State how many lines in the listing below contain the word "Deserialize", and write nothing else.
####################
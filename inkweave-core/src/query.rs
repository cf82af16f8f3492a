//! Read-only views over the linked model, driven by filter criteria.

use crate::models::{ContentRecord, Project, SiteModel, Topic};
use inkweave_types::{ContentKey, ContentType, TypeFilter};
use serde::{Deserialize, Serialize};
use std::collections::BTreeSet;

/// User-driven filter state
#[derive(Debug, Clone, Default, PartialEq, Eq, Serialize, Deserialize)]
pub struct FilterCriteria {
    /// Case-insensitive substring matched against titles
    pub search_query: String,
    /// Tags an item must all carry, in selection order
    pub selected_tags: Vec<String>,
    pub active_type: TypeFilter,
}

impl FilterCriteria {
    pub fn new() -> Self {
        Self::default()
    }

    /// Select the tag, or deselect it if already selected
    pub fn toggle_tag(&mut self, tag: &str) {
        if let Some(pos) = self.selected_tags.iter().position(|t| t == tag) {
            self.selected_tags.remove(pos);
        } else {
            self.selected_tags.push(tag.to_string());
        }
    }

    /// Clear search text and tags. The active type is kept.
    pub fn reset(&mut self) {
        self.search_query.clear();
        self.selected_tags.clear();
    }

    pub fn matches(&self, record: &ContentRecord) -> bool {
        self.matches_with(record, &self.search_query.to_lowercase())
    }

    fn matches_with(&self, record: &ContentRecord, query_lower: &str) -> bool {
        if !self.active_type.matches(record.content_type) {
            return false;
        }

        let matches_search = query_lower.is_empty()
            || record
                .title()
                .is_some_and(|title| title.to_lowercase().contains(query_lower));

        let matches_tags = self.selected_tags.iter().all(|tag| record.has_tag(tag));

        matches_search && matches_tags
    }
}

/// Content passing the criteria, in model order
pub fn filtered_posts<'a>(model: &'a SiteModel, criteria: &FilterCriteria) -> Vec<&'a ContentRecord> {
    let query_lower = criteria.search_query.to_lowercase();
    model
        .posts()
        .iter()
        .filter(|record| criteria.matches_with(record, &query_lower))
        .collect()
}

/// Every tag used by any content, deduplicated and sorted
pub fn all_tags(model: &SiteModel) -> Vec<String> {
    model
        .posts()
        .iter()
        .flat_map(|record| record.tags().iter().cloned())
        .collect::<BTreeSet<_>>()
        .into_iter()
        .collect()
}

/// First content item with the given slug and type
pub fn get_item<'a>(
    model: &'a SiteModel,
    slug: &str,
    content_type: ContentType,
) -> Option<&'a ContentRecord> {
    model
        .posts()
        .iter()
        .find(|record| record.slug == slug && record.content_type == content_type)
}

/// Serializable view of a project with resolved membership
#[derive(Debug, Clone, PartialEq, Serialize)]
pub struct ProjectView {
    pub slug: String,
    pub title: Option<String>,
    pub topic: Option<String>,
    pub path: String,
    pub posts: Vec<ContentKey>,
}

impl ProjectView {
    pub fn new(model: &SiteModel, project: &Project) -> Self {
        Self {
            slug: project.slug.clone(),
            title: project.meta.title.clone(),
            topic: project.meta.topic.clone(),
            path: project.path.clone(),
            posts: model.project_posts(project).map(ContentRecord::key).collect(),
        }
    }
}

/// Serializable view of a topic with resolved membership
#[derive(Debug, Clone, PartialEq, Serialize)]
pub struct TopicView {
    pub slug: String,
    pub title: Option<String>,
    pub path: String,
    pub projects: Vec<String>,
    pub posts: Vec<ContentKey>,
    #[serde(rename = "allItems")]
    pub all_items: Vec<ContentKey>,
}

impl TopicView {
    pub fn new(model: &SiteModel, topic: &Topic) -> Self {
        Self {
            slug: topic.slug.clone(),
            title: topic.meta.title.clone(),
            path: topic.path.clone(),
            projects: model
                .topic_projects(topic)
                .map(|p| p.slug.clone())
                .collect(),
            posts: model.topic_posts(topic).map(ContentRecord::key).collect(),
            all_items: model.topic_items(topic).map(ContentRecord::key).collect(),
        }
    }
}

/// The whole model as handed to renderers
#[derive(Debug, Clone, PartialEq, Serialize)]
pub struct ModelExport<'a> {
    pub posts: &'a [ContentRecord],
    pub projects: Vec<ProjectView>,
    pub topics: Vec<TopicView>,
    pub tags: Vec<String>,
}

impl<'a> ModelExport<'a> {
    pub fn new(model: &'a SiteModel) -> Self {
        Self {
            posts: model.posts(),
            projects: model
                .projects()
                .iter()
                .map(|p| ProjectView::new(model, p))
                .collect(),
            topics: model
                .topics()
                .iter()
                .map(|t| TopicView::new(model, t))
                .collect(),
            tags: all_tags(model),
        }
    }
}

#[cfg(test)]
mod tests {
    use super::*;
    use crate::index::build_indices;
    use crate::link::link;
    use crate::models::Metadata;
    use crate::normalize::NormalizedContent;

    fn record(slug: &str, content_type: ContentType, title: Option<&str>, tags: &[&str]) -> ContentRecord {
        let meta = Metadata {
            title: title.map(str::to_string),
            tags: if tags.is_empty() {
                None
            } else {
                Some(tags.iter().map(|t| t.to_string()).collect())
            },
            ..Metadata::default()
        };
        ContentRecord::new(slug, content_type, format!("{slug}.md"), meta)
    }

    fn model() -> SiteModel {
        link(build_indices(NormalizedContent {
            blog: vec![
                record("intro-rust", ContentType::Blog, Some("Intro to Rust"), &["rust", "beginner"]),
                record("intro-go", ContentType::Blog, Some("An INTRO to Go"), &["go"]),
                record("deep-rust", ContentType::Blog, Some("Deep Rust"), &["rust"]),
                record("untitled", ContentType::Blog, None, &["rust"]),
            ],
            notes: vec![record("intro-note", ContentType::Note, Some("Intro notes"), &["rust"])],
            ..NormalizedContent::default()
        }))
    }

    fn slugs(records: Vec<&ContentRecord>) -> Vec<&str> {
        records.into_iter().map(|r| r.slug.as_str()).collect()
    }

    #[test]
    fn test_unconstrained_criteria_return_everything() {
        let model = model();
        assert_eq!(filtered_posts(&model, &FilterCriteria::new()).len(), 5);
    }

    #[test]
    fn test_combined_filter() {
        let model = model();
        let criteria = FilterCriteria {
            search_query: "intro".into(),
            selected_tags: vec!["rust".into()],
            active_type: TypeFilter::Blog,
        };
        assert_eq!(slugs(filtered_posts(&model, &criteria)), vec!["intro-rust"]);
    }

    #[test]
    fn test_search_is_case_insensitive_and_skips_untitled() {
        let model = model();
        let criteria = FilterCriteria {
            search_query: "InTrO".into(),
            ..FilterCriteria::default()
        };
        assert_eq!(
            slugs(filtered_posts(&model, &criteria)),
            vec!["intro-rust", "intro-go", "intro-note"]
        );
    }

    #[test]
    fn test_tags_must_all_match() {
        let model = model();
        let criteria = FilterCriteria {
            selected_tags: vec!["rust".into(), "beginner".into()],
            ..FilterCriteria::default()
        };
        assert_eq!(slugs(filtered_posts(&model, &criteria)), vec!["intro-rust"]);
    }

    #[test]
    fn test_type_filter() {
        let model = model();
        let criteria = FilterCriteria {
            active_type: TypeFilter::Note,
            ..FilterCriteria::default()
        };
        assert_eq!(slugs(filtered_posts(&model, &criteria)), vec!["intro-note"]);
    }

    #[test]
    fn test_untagged_item_fails_tag_filter() {
        let model = link(build_indices(NormalizedContent {
            notes: vec![record("bare", ContentType::Note, Some("Bare"), &[])],
            ..NormalizedContent::default()
        }));
        let mut criteria = FilterCriteria::new();
        assert_eq!(filtered_posts(&model, &criteria).len(), 1);
        criteria.toggle_tag("any");
        assert!(filtered_posts(&model, &criteria).is_empty());
    }

    #[test]
    fn test_matches_single_record() {
        let rust = record("r", ContentType::Blog, Some("Intro to Rust"), &["rust"]);
        let criteria = FilterCriteria {
            search_query: "RUST".into(),
            ..FilterCriteria::default()
        };
        assert!(criteria.matches(&rust));

        let notes_only = FilterCriteria {
            active_type: TypeFilter::Note,
            ..criteria
        };
        assert!(!notes_only.matches(&rust));
    }

    #[test]
    fn test_all_tags_sorted_and_deduplicated() {
        let model = link(build_indices(NormalizedContent {
            blog: vec![
                record("one", ContentType::Blog, None, &["b", "a"]),
                record("two", ContentType::Blog, None, &["c", "b"]),
                record("three", ContentType::Blog, None, &[]),
            ],
            ..NormalizedContent::default()
        }));
        insta::assert_snapshot!(all_tags(&model).join(","), @"a,b,c");
    }

    #[test]
    fn test_get_item() {
        let model = model();
        assert_eq!(
            get_item(&model, "intro-note", ContentType::Note).map(|r| r.slug.as_str()),
            Some("intro-note")
        );
        assert!(get_item(&model, "intro-note", ContentType::Blog).is_none());
        assert!(get_item(&model, "missing-slug", ContentType::Blog).is_none());
    }

    #[test]
    fn test_toggle_and_reset() {
        let mut criteria = FilterCriteria {
            active_type: TypeFilter::Blog,
            ..FilterCriteria::default()
        };
        criteria.toggle_tag("rust");
        criteria.toggle_tag("go");
        criteria.toggle_tag("rust");
        assert_eq!(criteria.selected_tags, vec!["go".to_string()]);

        criteria.search_query = "x".into();
        criteria.reset();
        assert!(criteria.search_query.is_empty());
        assert!(criteria.selected_tags.is_empty());
        assert_eq!(criteria.active_type, TypeFilter::Blog);
    }

    #[test]
    fn test_views_do_not_mutate_model() {
        let model = model();
        let before = model.clone();
        let criteria = FilterCriteria {
            search_query: "rust".into(),
            ..FilterCriteria::default()
        };
        let _ = filtered_posts(&model, &criteria);
        let _ = all_tags(&model);
        let _ = ModelExport::new(&model);
        assert_eq!(model, before);
    }
}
####################
▶ _Answer to this task_
2